# Ice studs



## ESOX (Nov 20, 2000)

https://www.kenjones.com/Scripts/XListAll.aspx?XGID=ICE_STUDS&calledFrom=

We use the bigger sizes on our hilos, they work great. The smaller ones will dramatically improve the performance of a 4 wheeler on ice or snow.
They aren't cheap, but quite durable.


----------



## NittanyDoug (May 30, 2006)

I picked up about 200 of the similar type from Bergstrom. Have a carbide tip and everything. I haven't put them on cause my ice sled has studs but that was why I got them. I think they'd be great on a quad on the ice.


----------



## rmihelcich (Jan 21, 2009)

I have a z400 and i just do rec riding on the ice. Instead of paying all that money for those studs i went to Fastenal and picked up 600 1/2 #8 hex heads for about 10 bucks.

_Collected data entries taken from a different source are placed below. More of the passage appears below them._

use std::time::Duration;

use rand::Rng;
use serde::{Deserialize, Serialize};

use resourcer_service::config::HandlerConfig;
use resourcer_service::requests::{
    ChainedMapper, ChainedOptions, RefreshRef, RequestHandle, RequestHandler, RequestResult,
    create_chained_request,
};
use resourcer_service::test::{MockDriver, TestData, TestRef};

#[derive(Debug, Deserialize, Serialize)]
pub struct WorkloadsConfig {
    pub workloads: Vec<Workload>,
}

#[derive(Debug, Deserialize, Serialize)]
pub struct Workload {
    pub concurrency: usize,
    #[serde(flatten)]
    pub payload: Payload,
}

#[derive(Debug, Deserialize, Serialize)]
pub struct Payload {
    /// Requests pick one of this many resources at random.
    pub uids: usize,
    #[serde(default, with = "humantime_serde")]
    pub fetch_latency: Duration,
    /// The chance of a single fetch to fail.
    #[serde(default)]
    pub failure_rate: f64,
    /// How long a request is held once its data is available.
    #[serde(default, with = "humantime_serde")]
    pub hold: Duration,
    /// Derives the requested resource from another one instead of requesting it directly.
    #[serde(default)]
    pub chained: bool,
}

pub struct ParsedPayload {
    uids: usize,
    hold: Duration,
    chained: bool,
    upstream: RequestHandler<MockDriver>,
    downstream: RequestHandler<MockDriver>,
}

impl ParsedPayload {
    /// The number of fetches all handlers of this workload started so far.
    pub fn fetch_count(&self) -> usize {
        let upstream = self.upstream.driver().fetch_count();
        if self.chained {
            upstream + self.downstream.driver().fetch_count()
        } else {
            upstream
        }
    }
}

pub fn prepare_payload(handler_config: HandlerConfig, payload: Payload) -> ParsedPayload {
    let driver = || {
        MockDriver::new()
            .with_latency(payload.fetch_latency)
            .with_failure_rate(payload.failure_rate)
    };

    let mut downstream_config = handler_config.clone();
    downstream_config.name = format!("{}.chained", handler_config.name);

    ParsedPayload {
        uids: payload.uids.max(1),
        hold: payload.hold,
        chained: payload.chained,
        upstream: RequestHandler::new(driver(), handler_config),
        downstream: RequestHandler::new(driver(), downstream_config),
    }
}

pub async fn process_payload(payload: &ParsedPayload) {
    let uid = format!("resource-{}", rand::rng().random_range(0..payload.uids));

    let handle = if payload.chained {
        chained_request(payload, uid)
    } else {
        let reference = TestRef::new(uid);
        payload
            .upstream
            .request(Some(reference.clone()), RefreshRef::constant(reference))
    };

    let result = handle
        .data()
        .wait_for(|result| match result {
            RequestResult::Loading => false,
            RequestResult::Error { retry_at, .. } => retry_at.is_none(),
            _ => true,
        })
        .await;

    if matches!(result, RequestResult::Success { .. }) && !payload.hold.is_zero() {
        tokio::time::sleep(payload.hold).await;
    }

    handle.release();
}

fn chained_request(payload: &ParsedPayload, uid: String) -> RequestHandle<TestData> {
    let upstream = payload.upstream.clone();
    let create_previous = move || {
        let reference = TestRef::new(uid.clone());
        upstream.request(Some(reference.clone()), RefreshRef::constant(reference))
    };
    let mapper = ChainedMapper::sync(|data: &TestData| {
        Ok(TestRef::new(format!("derived-{}", data.uid)).with_version(data.version))
    });

    create_chained_request(
        create_previous,
        &payload.downstream,
        mapper,
        ChainedOptions::default(),
    )
}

They work really well for just tooling around on the ice. but can still get up and go if you need too.


----------



## richard_2010 (Feb 8, 2010)

Bought mine from maxigripstore and they are durable, work great on ice!


----------



## William H Bonney (Jan 14, 2003)

So,, are you guys just drilling these into the knobs on the tires?


----------



## ESOX (Nov 20, 2000)

Yes.


----------